_Exercise instructions_. Take down each entry exactly as written.

Saved entries:
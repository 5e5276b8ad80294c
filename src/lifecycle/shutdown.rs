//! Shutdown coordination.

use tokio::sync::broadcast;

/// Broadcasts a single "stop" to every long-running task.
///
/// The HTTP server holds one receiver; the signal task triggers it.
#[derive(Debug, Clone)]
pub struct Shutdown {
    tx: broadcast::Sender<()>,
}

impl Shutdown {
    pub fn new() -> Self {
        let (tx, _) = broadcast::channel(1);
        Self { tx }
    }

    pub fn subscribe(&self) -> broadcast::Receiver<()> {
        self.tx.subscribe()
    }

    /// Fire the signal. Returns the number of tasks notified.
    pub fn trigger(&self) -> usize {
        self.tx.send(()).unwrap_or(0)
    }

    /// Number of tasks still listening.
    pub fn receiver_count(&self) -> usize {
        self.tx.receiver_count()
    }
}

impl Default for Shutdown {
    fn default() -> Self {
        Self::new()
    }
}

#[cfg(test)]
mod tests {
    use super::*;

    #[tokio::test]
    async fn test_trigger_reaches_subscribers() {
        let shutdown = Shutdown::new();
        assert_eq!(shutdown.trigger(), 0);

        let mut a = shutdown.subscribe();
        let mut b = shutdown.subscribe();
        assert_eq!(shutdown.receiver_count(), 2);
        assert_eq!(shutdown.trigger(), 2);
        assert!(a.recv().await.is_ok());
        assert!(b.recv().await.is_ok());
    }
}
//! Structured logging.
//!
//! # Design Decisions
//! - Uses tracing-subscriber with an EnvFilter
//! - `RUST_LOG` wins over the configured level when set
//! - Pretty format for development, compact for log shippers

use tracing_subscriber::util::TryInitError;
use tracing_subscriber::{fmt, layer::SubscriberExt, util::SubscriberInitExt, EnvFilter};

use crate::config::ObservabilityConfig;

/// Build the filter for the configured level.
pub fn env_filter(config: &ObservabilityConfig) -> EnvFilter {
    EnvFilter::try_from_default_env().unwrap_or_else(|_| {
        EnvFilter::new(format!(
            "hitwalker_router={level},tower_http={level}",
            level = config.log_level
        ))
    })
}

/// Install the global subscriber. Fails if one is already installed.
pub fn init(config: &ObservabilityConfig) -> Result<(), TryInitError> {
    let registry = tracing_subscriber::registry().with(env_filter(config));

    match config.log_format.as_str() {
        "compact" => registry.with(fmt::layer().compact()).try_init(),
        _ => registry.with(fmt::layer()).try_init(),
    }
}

_Result of this exercise_.
repository 5e5276b8ad80294c
filename src/lifecycle/shutdown.rs
//! Shutdown coordination.

use tokio::sync::broadcast;

/// Broadcasts a single "stop" to every long-running task.
///
/// The HTTP server holds one receiver; the signal task triggers it.
#[derive(Debug, Clone)]
pub struct Shutdown {
    tx: broadcast::Sender<()>,
}

impl Shutdown {
    pub fn new() -> Self {
        let (tx, _) = broadcast::channel(1);
        Self { tx }
    }

    pub fn subscribe(&self) -> broadcast::Receiver<()> {
        self.tx.subscribe()
    }

    /// Fire the signal. Returns the number of tasks notified.
    pub fn trigger(&self) -> usize {
        self.tx.send(()).unwrap_or(0)
    }

    /// Number of tasks still listening.
    pub fn receiver_count(&self) -> usize {
        self.tx.receiver_count()
    }
}

impl Default for Shutdown {
    fn default() -> Self {
        Self::new()
    }
}

#[cfg(test)]
mod tests {
    use super::*;

    #[tokio::test]
    async fn test_trigger_reaches_subscribers() {
        let shutdown = Shutdown::new();
        assert_eq!(shutdown.trigger(), 0);

        let mut a = shutdown.subscribe();
        let mut b = shutdown.subscribe();
        assert_eq!(shutdown.receiver_count(), 2);
        assert_eq!(shutdown.trigger(), 2);
        assert!(a.recv().await.is_ok());
        assert!(b.recv().await.is_ok());
    }
}
//! Structured logging.
//!
//! # Design Decisions
//! - Uses tracing-subscriber with an EnvFilter
//! - `RUST_LOG` wins over the configured level when set
//! - Pretty format for development, compact for log shippers

use tracing_subscriber::util::TryInitError;
use tracing_subscriber::{fmt, layer::SubscriberExt, util::SubscriberInitExt, EnvFilter};

use crate::config::ObservabilityConfig;

/// Build the filter for the configured level.
pub fn env_filter(config: &ObservabilityConfig) -> EnvFilter {
    EnvFilter::try_from_default_env().unwrap_or_else(|_| {
        EnvFilter::new(format!(
            "hitwalker_router={level},tower_http={level}",
            level = config.log_level
        ))
    })
}

/// Install the global subscriber. Fails if one is already installed.
pub fn init(config: &ObservabilityConfig) -> Result<(), TryInitError> {
    let registry = tracing_subscriber::registry().with(env_filter(config));

    match config.log_format.as_str() {
        "compact" => registry.with(fmt::layer().compact()).try_init(),
        _ => registry.with(fmt::layer()).try_init(),
    }
}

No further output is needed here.